11.On the above findings of fact, I find absolutely no doubt or hesitation. Those finding of facts are absolutely justified by the materials available on record.

12.The next question is whether Ext.P4 can, in these circumstances, be said to be a cheque issued for the discharge of a legally enforceable debt/liability. There was a liability to pay Rs.1,25,000/- parties agreed and understood that this liability must be discharged by making monthly payments of Rs.12,500/- each for 10 months. Parties also agreed that if there is default, the 11th cheque would be presented after the date which it bore (11.11.1997). Thus the cheque was presented properly, legally and as agreed to an understood by the parties to the transaction. It must be held that Ext.P4 was issued for the discharge of a legally enforceable debt/liability. It was presented for encashment as agreed and understood by the parties. Of course if the cheque were encashed and by encashment of the cheque the complainant come to enjoy more amount than what he was legally entitled to, he would have been liable in a suit for accounting to return amounts, if any. But that is far from saying that Ext.P4 cheque was not issued for the discharge of any legally enforceable debt/liability.

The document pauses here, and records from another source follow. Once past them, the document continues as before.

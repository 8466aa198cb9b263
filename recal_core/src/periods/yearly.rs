use chrono::{Datelike, Duration, NaiveDate, NaiveDateTime};

use recal_ical::values::recur::{Skip, WeekDay};

use crate::calendar_math::{first_week_start, last_day_of_month, weeks_in_year, year_day_date};
use crate::periods::{apply_set_positions, matches_by_day_weekday, matches_by_week_no, monthly};
use crate::rule::Rule;

/// YEARLY candidate set for the anchor's year.
///
/// A single primary generator is chosen, in order: BYMONTH (one MONTHLY
/// expansion per listed month with BYSETPOS suppressed, re-applied here over
/// the union), BYYEARDAY, BYWEEKNO, a bare BYDAY weekday match on the
/// anchor, and finally the dtstart anniversary. BYWEEKNO filters the first
/// two; plain BYDAY weekdays filter BYYEARDAY. The dispatch is flat; the
/// only cross-generator reuse is the direct call into the MONTHLY set.
pub(crate) fn candidates(rule: &Rule, anchor: NaiveDateTime, dtstart: NaiveDateTime) -> Vec<NaiveDateTime> {
    let year = anchor.date().year();

    if !rule.by_month.is_empty() {
        let mut union: Vec<NaiveDateTime> = Vec::new();

        for &month in rule.by_month.iter() {
            let Some(month_anchor) = NaiveDate::from_ymd_opt(year, month, 1) else {
                continue;
            };

            union.extend(monthly::candidates(rule, month_anchor.and_time(anchor.time()), dtstart, true));
        }

        union.retain(|candidate| matches_by_week_no(rule, candidate.date()));
        union.sort();
        union.dedup();

        return apply_set_positions(union, &rule.by_set_pos);
    }

    if !rule.by_year_day.is_empty() {
        let mut days: Vec<NaiveDateTime> = rule
            .by_year_day
            .iter()
            .filter_map(|&year_day| year_day_date(year, year_day))
            .filter(|date| matches_by_week_no(rule, *date))
            .filter(|date| matches_by_day_weekday(rule, *date))
            .map(|date| date.and_time(anchor.time()))
            .collect();

        days.sort();
        days.dedup();

        return apply_set_positions(days, &rule.by_set_pos);
    }

    if !rule.by_week_no.is_empty() {
        return week_no_candidates(rule, anchor, dtstart, year);
    }

    if !rule.by_day.is_empty() {
        if matches_by_day_weekday(rule, anchor.date()) {
            return apply_set_positions(vec![anchor], &rule.by_set_pos);
        }

        return Vec::new();
    }

    anniversary_candidates(rule, anchor, dtstart, year)
}

/// One candidate per (listed week, weekday) pair; the weekdays come from
/// BYDAY or default to dtstart's weekday. Week 53 of a 52-week year drops,
/// as do days that spill past the year boundary.
fn week_no_candidates(rule: &Rule, anchor: NaiveDateTime, dtstart: NaiveDateTime, year: i32) -> Vec<NaiveDateTime> {
    let (Some(total_weeks), Some(week_one)) = (weeks_in_year(year, rule.wkst), first_week_start(year, rule.wkst)) else {
        return Vec::new();
    };

    let weekdays: Vec<WeekDay> = if rule.by_day.is_empty() {
        vec![WeekDay::from(dtstart.weekday())]
    } else {
        rule.by_day.iter().map(|entry| entry.weekday).collect()
    };

    let mut days: Vec<NaiveDateTime> = Vec::new();

    for &week_no in rule.by_week_no.iter() {
        let resolved = if week_no > 0 {
            week_no
        } else {
            total_weeks as i32 + week_no + 1
        };

        if resolved < 1 || resolved > total_weeks as i32 {
            continue;
        }

        let start_of_week = week_one + Duration::weeks(i64::from(resolved - 1));

        for weekday in weekdays.iter() {
            let offset = (7 + weekday.num_days_from_sunday() - rule.wkst.num_days_from_sunday()) % 7;
            let date = start_of_week + Duration::days(i64::from(offset));

            if date.year() == year {
                days.push(date.and_time(anchor.time()));
            }
        }
    }

    days.sort();
    days.dedup();

    apply_set_positions(days, &rule.by_set_pos)
}

/// The dtstart anniversary within the anchor year. A February 29th dtstart
/// follows the rule's SKIP behaviour in common years: OMIT contributes
/// nothing, BACKWARD the 28th, FORWARD March 1st.
fn anniversary_candidates(rule: &Rule, anchor: NaiveDateTime, dtstart: NaiveDateTime, year: i32) -> Vec<NaiveDateTime> {
    let month = dtstart.date().month();
    let day = dtstart.date().day();
    let last_day = last_day_of_month(year, month);

    let date = if day <= last_day {
        NaiveDate::from_ymd_opt(year, month, day)
    } else {
        match rule.skip {
            Skip::Omit => None,
            Skip::Backward => NaiveDate::from_ymd_opt(year, month, last_day),
            Skip::Forward => {
                if month == 12 {
                    NaiveDate::from_ymd_opt(year + 1, 1, 1)
                } else {
                    NaiveDate::from_ymd_opt(year, month + 1, 1)
                }
            }
        }
    };

    date.map(|date| date.and_time(anchor.time())).into_iter().collect()
}

#[cfg(test)]
mod tests {
    use super::*;

    use std::str::FromStr;

    use pretty_assertions_sorted::assert_eq;

    fn local(year: i32, month: u32, day: u32, hour: u32, minute: u32, second: u32) -> NaiveDateTime {
        chrono::NaiveDate::from_ymd_opt(year, month, day)
            .and_then(|date| date.and_hms_opt(hour, minute, second))
            .unwrap()
    }

    #[test]
    fn anniversary_without_by_rule_parts() {
        let rule = Rule::from_str("FREQ=YEARLY").unwrap();
        let dtstart = local(2025, 7, 4, 12, 0, 0);

        assert_eq!(
            candidates(&rule, local(2027, 7, 4, 12, 0, 0), dtstart),
            vec![local(2027, 7, 4, 12, 0, 0)],
        );
    }

    #[test]
    fn leap_day_anniversary_follows_skip() {
        let dtstart = local(2024, 2, 29, 10, 0, 0);

        let omit = Rule::from_str("FREQ=YEARLY").unwrap();
        assert_eq!(candidates(&omit, local(2025, 2, 28, 10, 0, 0), dtstart), vec![]);

        let backward = Rule::from_str("FREQ=YEARLY;SKIP=BACKWARD").unwrap();
        assert_eq!(
            candidates(&backward, local(2025, 2, 28, 10, 0, 0), dtstart),
            vec![local(2025, 2, 28, 10, 0, 0)],
        );

        let forward = Rule::from_str("FREQ=YEARLY;SKIP=FORWARD").unwrap();
        assert_eq!(
            candidates(&forward, local(2025, 2, 28, 10, 0, 0), dtstart),
            vec![local(2025, 3, 1, 10, 0, 0)],
        );
    }

    #[test]
    fn by_month_delegates_to_the_monthly_set() {
        let rule = Rule::from_str("FREQ=YEARLY;BYMONTH=1,6").unwrap();
        let dtstart = local(2025, 1, 15, 10, 0, 0);

        assert_eq!(
            candidates(&rule, local(2025, 1, 15, 10, 0, 0), dtstart),
            vec![
                local(2025, 1, 15, 10, 0, 0),
                local(2025, 6, 15, 10, 0, 0),
            ],
        );
    }

    #[test]
    fn by_month_with_by_day_ordinals() {
        // Thanksgiving: fourth Thursday of November.
        let rule = Rule::from_str("FREQ=YEARLY;BYMONTH=11;BYDAY=4TH").unwrap();
        let dtstart = local(2025, 1, 1, 0, 0, 0);

        assert_eq!(
            candidates(&rule, local(2025, 1, 1, 0, 0, 0), dtstart),
            vec![local(2025, 11, 27, 0, 0, 0)],
        );
    }

    #[test]
    fn year_level_set_positions_span_months() {
        // Last weekday of the year drawn from every month's workdays.
        let rule = Rule::from_str("FREQ=YEARLY;BYMONTH=1,2,3,4,5,6,7,8,9,10,11,12;BYDAY=MO,TU,WE,TH,FR;BYSETPOS=-1").unwrap();
        let dtstart = local(2025, 1, 1, 9, 0, 0);

        assert_eq!(
            candidates(&rule, local(2025, 1, 1, 9, 0, 0), dtstart),
            vec![local(2025, 12, 31, 9, 0, 0)],
        );
    }

    #[test]
    fn by_year_day_signed_ordinals() {
        let rule = Rule::from_str("FREQ=YEARLY;BYYEARDAY=1,-1").unwrap();
        let dtstart = local(2025, 1, 1, 10, 0, 0);

        assert_eq!(
            candidates(&rule, local(2025, 1, 1, 10, 0, 0), dtstart),
            vec![
                local(2025, 1, 1, 10, 0, 0),
                local(2025, 12, 31, 10, 0, 0),
            ],
        );
    }

    #[test]
    fn by_year_day_366_only_in_leap_years() {
        let rule = Rule::from_str("FREQ=YEARLY;BYYEARDAY=366").unwrap();
        let dtstart = local(2024, 1, 1, 0, 0, 0);

        assert_eq!(
            candidates(&rule, local(2024, 1, 1, 0, 0, 0), dtstart),
            vec![local(2024, 12, 31, 0, 0, 0)],
        );

        assert_eq!(candidates(&rule, local(2025, 1, 1, 0, 0, 0), dtstart), vec![]);
    }

    #[test]
    fn by_week_no_emits_listed_weeks() {
        // Week 1 of 2025 (WKST=MO) starts on Monday 2025-01-06.
        let rule = Rule::from_str("FREQ=YEARLY;BYWEEKNO=1;BYDAY=MO,FR").unwrap();
        let dtstart = local(2025, 1, 1, 8, 0, 0);

        assert_eq!(
            candidates(&rule, local(2025, 1, 1, 8, 0, 0), dtstart),
            vec![
                local(2025, 1, 6, 8, 0, 0),
                local(2025, 1, 10, 8, 0, 0),
            ],
        );
    }

    #[test]
    fn by_week_no_negative_resolves_from_year_end() {
        let rule = Rule::from_str("FREQ=YEARLY;BYWEEKNO=-1;BYDAY=MO").unwrap();
        let dtstart = local(2025, 1, 1, 8, 0, 0);

        // The last Monday-started week of 2025 begins on 2025-12-29.
        assert_eq!(
            candidates(&rule, local(2025, 1, 1, 8, 0, 0), dtstart),
            vec![local(2025, 12, 29, 8, 0, 0)],
        );
    }

    #[test]
    fn by_week_no_drops_days_outside_the_year() {
        // Week 52 of 2025 starts Monday 2025-12-29; its Friday is already
        // 2026-01-02 and must not leak into 2025's candidate set.
        let rule = Rule::from_str("FREQ=YEARLY;BYWEEKNO=52;BYDAY=MO,FR").unwrap();
        let dtstart = local(2025, 1, 1, 8, 0, 0);

        assert_eq!(
            candidates(&rule, local(2025, 1, 1, 8, 0, 0), dtstart),
            vec![local(2025, 12, 29, 8, 0, 0)],
        );
    }

    #[test]
    fn bare_by_day_keeps_matching_anchor_only() {
        let rule = Rule::from_str("FREQ=YEARLY;BYDAY=MO").unwrap();
        let dtstart = local(2025, 1, 6, 10, 0, 0);

        // 2025-01-06 is a Monday; the 2026 anniversary falls on a Tuesday.
        assert_eq!(
            candidates(&rule, local(2025, 1, 6, 10, 0, 0), dtstart),
            vec![local(2025, 1, 6, 10, 0, 0)],
        );
        assert_eq!(candidates(&rule, local(2026, 1, 6, 10, 0, 0), dtstart), vec![]);
    }
}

13.Naturally the next question arises whether the accused could have avoided culpable liability under Section 138 of the N.I. Act if he paid the balance amount which were due on receipt of the notice. Under the proviso (c) to Section 138 of the Act, the drawee of the cheque has the obligation to pay "the said amount of money" "Within 15days of receipt of the said notice." The question is whether payments made prior to the receipt of the notice or even prior to the presentation of the cheque can be reckoned as sufficient discharge of this obligation to pay the amount. According to me, there is nothing in the language of Section 138 which precludes a Court from taking into account prior payments made-before the presentation of the cheque or before the receipt of the notice in deciding whether the amount due under the cheque has been paid. It will be open to the accused to show that he had made payment of the amount due under the cheque either before or after the presentation of the cheque/on receipt of the notice. If he satisfies the Court that within 15 days of receipt of the notice the entire amount or the outstanding amount due under the cheque had been paid and discharged, he would certainly be entitled to avoid culpable liability under section 138 of the. Prior discharge - even prior to the notice of demand under Section 138 of the- must certainly be accepted as a valid defence under Section 138 of the. The mere fact that such discharge is prior to the notice of demand or even prior to the presentation and dishonour of the cheque would not disentitle and accused to contend that the amount due under the cheque has been paid and discharged. The expression "the said amount of money" and "Within 15 days of receipt of the said notice" cannot lead a Court mechanically to the conclusion that any payment made in part or in full prior to the date of receipt of the notice cannot be given credit to. It would be unjust to read proviso (c) to Section 138 in such a mechanical and literal manner. The Court was in these circumstances bound to consider the plea of discharge urged by the accused.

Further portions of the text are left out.